** SUPPLIED DATA follows **

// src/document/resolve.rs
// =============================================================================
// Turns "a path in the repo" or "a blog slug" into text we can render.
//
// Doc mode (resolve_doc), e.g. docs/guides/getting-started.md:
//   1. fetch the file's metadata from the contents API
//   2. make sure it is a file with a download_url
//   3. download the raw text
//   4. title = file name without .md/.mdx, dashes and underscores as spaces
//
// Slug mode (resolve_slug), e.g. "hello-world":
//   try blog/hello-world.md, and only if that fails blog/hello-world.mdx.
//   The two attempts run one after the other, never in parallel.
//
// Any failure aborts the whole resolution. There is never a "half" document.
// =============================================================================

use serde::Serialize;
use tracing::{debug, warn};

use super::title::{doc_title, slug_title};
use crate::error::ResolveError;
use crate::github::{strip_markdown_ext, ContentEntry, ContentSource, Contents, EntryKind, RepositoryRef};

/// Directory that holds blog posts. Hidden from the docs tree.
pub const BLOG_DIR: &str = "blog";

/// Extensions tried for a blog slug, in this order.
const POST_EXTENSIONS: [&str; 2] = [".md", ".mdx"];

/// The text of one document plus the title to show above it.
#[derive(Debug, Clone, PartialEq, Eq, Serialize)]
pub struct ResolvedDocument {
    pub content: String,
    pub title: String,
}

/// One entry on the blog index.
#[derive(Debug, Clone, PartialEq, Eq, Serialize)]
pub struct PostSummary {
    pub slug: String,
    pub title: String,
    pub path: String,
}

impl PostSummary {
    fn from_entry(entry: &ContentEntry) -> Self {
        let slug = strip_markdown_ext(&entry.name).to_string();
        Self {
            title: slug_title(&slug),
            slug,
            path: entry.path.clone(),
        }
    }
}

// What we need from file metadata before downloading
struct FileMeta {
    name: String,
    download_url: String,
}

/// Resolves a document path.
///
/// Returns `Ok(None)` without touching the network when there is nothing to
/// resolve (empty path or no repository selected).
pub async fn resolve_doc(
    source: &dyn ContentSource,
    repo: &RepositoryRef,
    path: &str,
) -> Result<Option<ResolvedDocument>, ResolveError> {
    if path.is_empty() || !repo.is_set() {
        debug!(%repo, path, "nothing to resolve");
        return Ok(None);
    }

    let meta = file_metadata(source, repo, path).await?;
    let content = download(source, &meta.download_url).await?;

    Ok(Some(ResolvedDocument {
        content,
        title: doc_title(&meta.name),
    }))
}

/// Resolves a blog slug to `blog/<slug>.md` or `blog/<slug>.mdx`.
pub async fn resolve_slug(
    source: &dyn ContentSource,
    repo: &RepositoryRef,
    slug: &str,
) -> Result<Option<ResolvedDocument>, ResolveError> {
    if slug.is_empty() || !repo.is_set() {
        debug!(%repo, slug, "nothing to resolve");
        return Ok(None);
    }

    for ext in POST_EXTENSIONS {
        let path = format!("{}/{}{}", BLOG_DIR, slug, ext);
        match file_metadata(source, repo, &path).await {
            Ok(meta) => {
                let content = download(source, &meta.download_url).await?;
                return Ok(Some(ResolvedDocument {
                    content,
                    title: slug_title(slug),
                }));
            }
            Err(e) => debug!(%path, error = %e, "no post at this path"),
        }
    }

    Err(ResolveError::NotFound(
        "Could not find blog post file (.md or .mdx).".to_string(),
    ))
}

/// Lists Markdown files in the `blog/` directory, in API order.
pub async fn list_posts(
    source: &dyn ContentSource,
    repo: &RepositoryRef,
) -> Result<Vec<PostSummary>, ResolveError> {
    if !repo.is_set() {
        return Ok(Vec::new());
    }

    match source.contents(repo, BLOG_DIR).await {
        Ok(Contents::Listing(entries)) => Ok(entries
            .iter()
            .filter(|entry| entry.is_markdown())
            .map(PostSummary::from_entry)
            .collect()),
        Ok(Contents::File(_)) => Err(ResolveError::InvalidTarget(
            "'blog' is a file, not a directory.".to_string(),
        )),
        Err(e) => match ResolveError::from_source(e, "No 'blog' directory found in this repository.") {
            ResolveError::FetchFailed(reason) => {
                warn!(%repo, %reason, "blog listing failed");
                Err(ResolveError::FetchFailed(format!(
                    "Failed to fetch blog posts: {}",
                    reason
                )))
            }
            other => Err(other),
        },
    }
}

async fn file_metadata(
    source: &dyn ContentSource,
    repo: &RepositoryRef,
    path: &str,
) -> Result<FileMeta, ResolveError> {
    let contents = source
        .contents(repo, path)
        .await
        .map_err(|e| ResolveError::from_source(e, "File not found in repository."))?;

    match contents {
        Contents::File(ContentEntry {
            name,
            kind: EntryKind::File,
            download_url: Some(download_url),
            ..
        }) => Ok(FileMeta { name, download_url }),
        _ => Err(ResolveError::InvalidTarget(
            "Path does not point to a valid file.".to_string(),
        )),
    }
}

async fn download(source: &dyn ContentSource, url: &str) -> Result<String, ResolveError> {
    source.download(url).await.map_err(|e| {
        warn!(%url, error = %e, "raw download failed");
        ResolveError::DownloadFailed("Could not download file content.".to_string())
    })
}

** End of SUPPLIED DATA **

#### [WHAT IS EXPECTED]
Return the full listing unchanged.

#### [WRITTEN SOLUTION]
// src/document/resolve.rs
// =============================================================================
// Turns "a path in the repo" or "a blog slug" into text we can render.
//
// Doc mode (resolve_doc), e.g. docs/guides/getting-started.md:
//   1. fetch the file's metadata from the contents API
//   2. make sure it is a file with a download_url
//   3. download the raw text
//   4. title = file name without .md/.mdx, dashes and underscores as spaces
//
// Slug mode (resolve_slug), e.g. "hello-world":
//   try blog/hello-world.md, and only if that fails blog/hello-world.mdx.
//   The two attempts run one after the other, never in parallel.
//
// Any failure aborts the whole resolution. There is never a "half" document.
// =============================================================================

use serde::Serialize;
use tracing::{debug, warn};

use super::title::{doc_title, slug_title};
use crate::error::ResolveError;
use crate::github::{strip_markdown_ext, ContentEntry, ContentSource, Contents, EntryKind, RepositoryRef};

/// Directory that holds blog posts. Hidden from the docs tree.
pub const BLOG_DIR: &str = "blog";

/// Extensions tried for a blog slug, in this order.
const POST_EXTENSIONS: [&str; 2] = [".md", ".mdx"];

/// The text of one document plus the title to show above it.
#[derive(Debug, Clone, PartialEq, Eq, Serialize)]
pub struct ResolvedDocument {
    pub content: String,
    pub title: String,
}

/// One entry on the blog index.
#[derive(Debug, Clone, PartialEq, Eq, Serialize)]
pub struct PostSummary {
    pub slug: String,
    pub title: String,
    pub path: String,
}

impl PostSummary {
    fn from_entry(entry: &ContentEntry) -> Self {
        let slug = strip_markdown_ext(&entry.name).to_string();
        Self {
            title: slug_title(&slug),
            slug,
            path: entry.path.clone(),
        }
    }
}

// What we need from file metadata before downloading
struct FileMeta {
    name: String,
    download_url: String,
}

/// Resolves a document path.
///
/// Returns `Ok(None)` without touching the network when there is nothing to
/// resolve (empty path or no repository selected).
pub async fn resolve_doc(
    source: &dyn ContentSource,
    repo: &RepositoryRef,
    path: &str,
) -> Result<Option<ResolvedDocument>, ResolveError> {
    if path.is_empty() || !repo.is_set() {
        debug!(%repo, path, "nothing to resolve");
        return Ok(None);
    }

    let meta = file_metadata(source, repo, path).await?;
    let content = download(source, &meta.download_url).await?;

    Ok(Some(ResolvedDocument {
        content,
        title: doc_title(&meta.name),
    }))
}

/// Resolves a blog slug to `blog/<slug>.md` or `blog/<slug>.mdx`.
pub async fn resolve_slug(
    source: &dyn ContentSource,
    repo: &RepositoryRef,
    slug: &str,
) -> Result<Option<ResolvedDocument>, ResolveError> {
    if slug.is_empty() || !repo.is_set() {
        debug!(%repo, slug, "nothing to resolve");
        return Ok(None);
    }

    for ext in POST_EXTENSIONS {
        let path = format!("{}/{}{}", BLOG_DIR, slug, ext);
        match file_metadata(source, repo, &path).await {
            Ok(meta) => {
                let content = download(source, &meta.download_url).await?;
                return Ok(Some(ResolvedDocument {
                    content,
                    title: slug_title(slug),
                }));
            }
            Err(e) => debug!(%path, error = %e, "no post at this path"),
        }
    }

    Err(ResolveError::NotFound(
        "Could not find blog post file (.md or .mdx).".to_string(),
    ))
}

/// Lists Markdown files in the `blog/` directory, in API order.
pub async fn list_posts(
    source: &dyn ContentSource,
    repo: &RepositoryRef,
) -> Result<Vec<PostSummary>, ResolveError> {
    if !repo.is_set() {
        return Ok(Vec::new());
    }

    match source.contents(repo, BLOG_DIR).await {
        Ok(Contents::Listing(entries)) => Ok(entries
            .iter()
            .filter(|entry| entry.is_markdown())
            .map(PostSummary::from_entry)
            .collect()),
        Ok(Contents::File(_)) => Err(ResolveError::InvalidTarget(
            "'blog' is a file, not a directory.".to_string(),
        )),
        Err(e) => match ResolveError::from_source(e, "No 'blog' directory found in this repository.") {
            ResolveError::FetchFailed(reason) => {
                warn!(%repo, %reason, "blog listing failed");
                Err(ResolveError::FetchFailed(format!(
                    "Failed to fetch blog posts: {}",
                    reason
                )))
            }
            other => Err(other),
        },
    }
}

async fn file_metadata(
    source: &dyn ContentSource,
    repo: &RepositoryRef,
    path: &str,
) -> Result<FileMeta, ResolveError> {
    let contents = source
        .contents(repo, path)
        .await
        .map_err(|e| ResolveError::from_source(e, "File not found in repository."))?;

    match contents {
        Contents::File(ContentEntry {
            name,
            kind: EntryKind::File,
            download_url: Some(download_url),
            ..
        }) => Ok(FileMeta { name, download_url }),
        _ => Err(ResolveError::InvalidTarget(
            "Path does not point to a valid file.".to_string(),
        )),
    }
}

async fn download(source: &dyn ContentSource, url: &str) -> Result<String, ResolveError> {
    source.download(url).await.map_err(|e| {
        warn!(%url, error = %e, "raw download failed");
        ResolveError::DownloadFailed("Could not download file content.".to_string())
    })
}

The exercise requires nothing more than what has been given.